* [Data excerpts]:
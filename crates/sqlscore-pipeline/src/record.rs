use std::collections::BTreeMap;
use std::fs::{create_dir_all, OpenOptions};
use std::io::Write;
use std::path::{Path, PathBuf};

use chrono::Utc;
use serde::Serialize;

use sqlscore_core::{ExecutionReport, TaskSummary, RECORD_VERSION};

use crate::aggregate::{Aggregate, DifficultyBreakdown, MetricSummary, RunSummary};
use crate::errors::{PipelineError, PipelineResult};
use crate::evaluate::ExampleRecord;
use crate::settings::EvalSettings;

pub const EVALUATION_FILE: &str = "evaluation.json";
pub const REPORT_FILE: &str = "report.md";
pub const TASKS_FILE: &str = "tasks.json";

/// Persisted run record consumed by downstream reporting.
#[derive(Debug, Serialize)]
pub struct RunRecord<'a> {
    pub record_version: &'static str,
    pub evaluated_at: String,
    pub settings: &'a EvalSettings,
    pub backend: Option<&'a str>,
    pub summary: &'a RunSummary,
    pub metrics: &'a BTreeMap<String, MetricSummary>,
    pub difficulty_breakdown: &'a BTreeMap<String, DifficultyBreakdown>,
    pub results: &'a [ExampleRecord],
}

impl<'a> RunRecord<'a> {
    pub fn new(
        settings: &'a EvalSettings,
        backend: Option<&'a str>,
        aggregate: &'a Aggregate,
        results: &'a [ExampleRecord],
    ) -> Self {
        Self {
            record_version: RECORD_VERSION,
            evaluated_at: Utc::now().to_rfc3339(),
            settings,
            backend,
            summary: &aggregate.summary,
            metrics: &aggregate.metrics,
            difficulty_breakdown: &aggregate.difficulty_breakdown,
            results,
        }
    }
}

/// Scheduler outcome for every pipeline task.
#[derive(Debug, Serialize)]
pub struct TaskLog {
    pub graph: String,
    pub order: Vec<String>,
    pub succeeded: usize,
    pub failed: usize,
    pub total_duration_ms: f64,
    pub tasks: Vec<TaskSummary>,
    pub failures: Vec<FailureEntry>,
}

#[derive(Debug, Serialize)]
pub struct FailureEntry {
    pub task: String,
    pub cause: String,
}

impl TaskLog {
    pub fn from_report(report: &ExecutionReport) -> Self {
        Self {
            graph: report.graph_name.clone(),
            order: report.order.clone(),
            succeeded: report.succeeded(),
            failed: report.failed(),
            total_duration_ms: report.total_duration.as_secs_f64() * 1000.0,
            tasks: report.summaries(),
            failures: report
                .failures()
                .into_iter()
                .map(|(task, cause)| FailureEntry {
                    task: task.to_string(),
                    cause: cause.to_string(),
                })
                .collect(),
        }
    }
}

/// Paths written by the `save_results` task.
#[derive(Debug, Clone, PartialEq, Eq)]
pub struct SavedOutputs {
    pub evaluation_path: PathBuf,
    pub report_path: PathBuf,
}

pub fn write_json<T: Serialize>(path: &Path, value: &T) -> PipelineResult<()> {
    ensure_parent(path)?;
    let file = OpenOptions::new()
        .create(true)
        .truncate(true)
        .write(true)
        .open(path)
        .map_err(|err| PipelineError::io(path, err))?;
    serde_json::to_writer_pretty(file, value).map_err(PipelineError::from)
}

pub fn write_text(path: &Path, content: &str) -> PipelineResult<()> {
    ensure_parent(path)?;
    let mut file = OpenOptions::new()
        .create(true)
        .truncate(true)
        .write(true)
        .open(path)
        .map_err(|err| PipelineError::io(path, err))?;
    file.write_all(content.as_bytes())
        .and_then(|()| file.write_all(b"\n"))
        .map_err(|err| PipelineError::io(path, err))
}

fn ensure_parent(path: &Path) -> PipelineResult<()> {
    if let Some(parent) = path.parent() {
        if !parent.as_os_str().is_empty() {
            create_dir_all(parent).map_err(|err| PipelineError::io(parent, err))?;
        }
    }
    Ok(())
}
---
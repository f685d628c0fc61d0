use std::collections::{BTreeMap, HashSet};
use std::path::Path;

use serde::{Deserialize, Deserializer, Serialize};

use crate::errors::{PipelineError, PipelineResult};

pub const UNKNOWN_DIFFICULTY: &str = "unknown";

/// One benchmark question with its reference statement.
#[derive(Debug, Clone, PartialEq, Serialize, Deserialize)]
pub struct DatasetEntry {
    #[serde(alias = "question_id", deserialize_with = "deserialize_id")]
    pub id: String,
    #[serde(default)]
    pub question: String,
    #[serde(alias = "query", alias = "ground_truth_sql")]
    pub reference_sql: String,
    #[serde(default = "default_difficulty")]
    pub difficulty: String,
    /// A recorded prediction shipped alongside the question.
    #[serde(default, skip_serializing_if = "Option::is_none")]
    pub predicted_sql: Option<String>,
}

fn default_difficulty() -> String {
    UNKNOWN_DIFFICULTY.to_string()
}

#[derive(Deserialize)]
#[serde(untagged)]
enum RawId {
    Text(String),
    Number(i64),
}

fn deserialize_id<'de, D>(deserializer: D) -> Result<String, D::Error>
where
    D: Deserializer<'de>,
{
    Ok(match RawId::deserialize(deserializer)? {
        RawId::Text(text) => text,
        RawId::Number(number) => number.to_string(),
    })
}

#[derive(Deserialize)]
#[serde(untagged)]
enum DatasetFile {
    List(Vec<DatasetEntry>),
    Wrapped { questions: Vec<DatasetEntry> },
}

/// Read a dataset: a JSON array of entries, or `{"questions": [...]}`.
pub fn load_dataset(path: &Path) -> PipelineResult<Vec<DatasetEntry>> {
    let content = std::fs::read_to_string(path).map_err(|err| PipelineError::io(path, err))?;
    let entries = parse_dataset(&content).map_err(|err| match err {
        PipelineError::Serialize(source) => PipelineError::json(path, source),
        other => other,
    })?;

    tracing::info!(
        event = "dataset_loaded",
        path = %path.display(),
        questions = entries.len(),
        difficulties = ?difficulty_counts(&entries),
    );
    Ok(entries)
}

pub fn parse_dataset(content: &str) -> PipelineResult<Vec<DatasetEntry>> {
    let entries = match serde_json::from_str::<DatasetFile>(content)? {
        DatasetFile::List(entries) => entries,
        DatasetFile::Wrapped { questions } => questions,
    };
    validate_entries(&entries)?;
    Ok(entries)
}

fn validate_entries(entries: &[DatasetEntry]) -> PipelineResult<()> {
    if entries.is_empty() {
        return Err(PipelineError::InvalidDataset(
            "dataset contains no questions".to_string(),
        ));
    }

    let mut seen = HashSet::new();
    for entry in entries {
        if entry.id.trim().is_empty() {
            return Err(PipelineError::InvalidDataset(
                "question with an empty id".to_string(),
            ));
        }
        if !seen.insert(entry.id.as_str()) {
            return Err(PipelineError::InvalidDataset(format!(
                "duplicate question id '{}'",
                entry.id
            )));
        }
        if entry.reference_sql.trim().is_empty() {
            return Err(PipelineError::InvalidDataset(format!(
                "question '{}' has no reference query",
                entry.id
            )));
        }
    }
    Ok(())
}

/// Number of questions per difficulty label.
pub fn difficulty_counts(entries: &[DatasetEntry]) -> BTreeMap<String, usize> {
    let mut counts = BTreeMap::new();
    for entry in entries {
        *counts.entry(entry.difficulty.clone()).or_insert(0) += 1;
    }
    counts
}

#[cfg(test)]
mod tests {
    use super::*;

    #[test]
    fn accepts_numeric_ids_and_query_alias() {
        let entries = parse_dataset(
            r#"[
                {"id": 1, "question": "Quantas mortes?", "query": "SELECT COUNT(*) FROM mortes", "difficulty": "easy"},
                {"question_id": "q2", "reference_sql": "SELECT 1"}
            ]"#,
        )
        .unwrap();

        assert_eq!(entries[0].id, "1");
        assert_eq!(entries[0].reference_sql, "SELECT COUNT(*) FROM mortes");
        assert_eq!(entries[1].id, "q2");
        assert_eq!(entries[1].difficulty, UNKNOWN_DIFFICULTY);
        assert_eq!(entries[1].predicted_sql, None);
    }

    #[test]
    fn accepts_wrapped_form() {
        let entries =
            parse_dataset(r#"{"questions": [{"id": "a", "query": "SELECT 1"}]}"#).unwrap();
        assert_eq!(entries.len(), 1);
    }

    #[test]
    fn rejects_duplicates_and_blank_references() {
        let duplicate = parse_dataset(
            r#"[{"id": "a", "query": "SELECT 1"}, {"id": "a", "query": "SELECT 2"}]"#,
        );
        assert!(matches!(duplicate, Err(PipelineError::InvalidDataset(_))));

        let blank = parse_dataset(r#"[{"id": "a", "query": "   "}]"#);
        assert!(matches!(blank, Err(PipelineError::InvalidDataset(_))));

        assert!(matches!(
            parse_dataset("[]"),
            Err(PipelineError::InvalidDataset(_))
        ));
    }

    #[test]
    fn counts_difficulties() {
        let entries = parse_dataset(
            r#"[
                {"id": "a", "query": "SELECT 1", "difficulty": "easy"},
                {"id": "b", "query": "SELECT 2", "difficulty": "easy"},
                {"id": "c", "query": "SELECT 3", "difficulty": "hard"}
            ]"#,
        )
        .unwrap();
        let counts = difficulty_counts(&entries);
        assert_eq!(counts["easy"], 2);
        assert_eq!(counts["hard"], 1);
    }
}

* [The task]: Please output exactly the lines between the one holding "filename crates/sqlscore-pipeline/src/record.rs" and the one holding "pub backend: Option<&'a" in the records above, inclusive, and nothing more.

* [Exercise response]:
filename crates/sqlscore-pipeline/src/record.rs
use std::collections::BTreeMap;
use std::fs::{create_dir_all, OpenOptions};
use std::io::Write;
use std::path::{Path, PathBuf};

use chrono::Utc;
use serde::Serialize;

use sqlscore_core::{ExecutionReport, TaskSummary, RECORD_VERSION};

use crate::aggregate::{Aggregate, DifficultyBreakdown, MetricSummary, RunSummary};
use crate::errors::{PipelineError, PipelineResult};
use crate::evaluate::ExampleRecord;
use crate::settings::EvalSettings;

pub const EVALUATION_FILE: &str = "evaluation.json";
pub const REPORT_FILE: &str = "report.md";
pub const TASKS_FILE: &str = "tasks.json";

/// Persisted run record consumed by downstream reporting.
#[derive(Debug, Serialize)]
pub struct RunRecord<'a> {
    pub record_version: &'static str,
    pub evaluated_at: String,
    pub settings: &'a EvalSettings,
    pub backend: Option<&'a str>,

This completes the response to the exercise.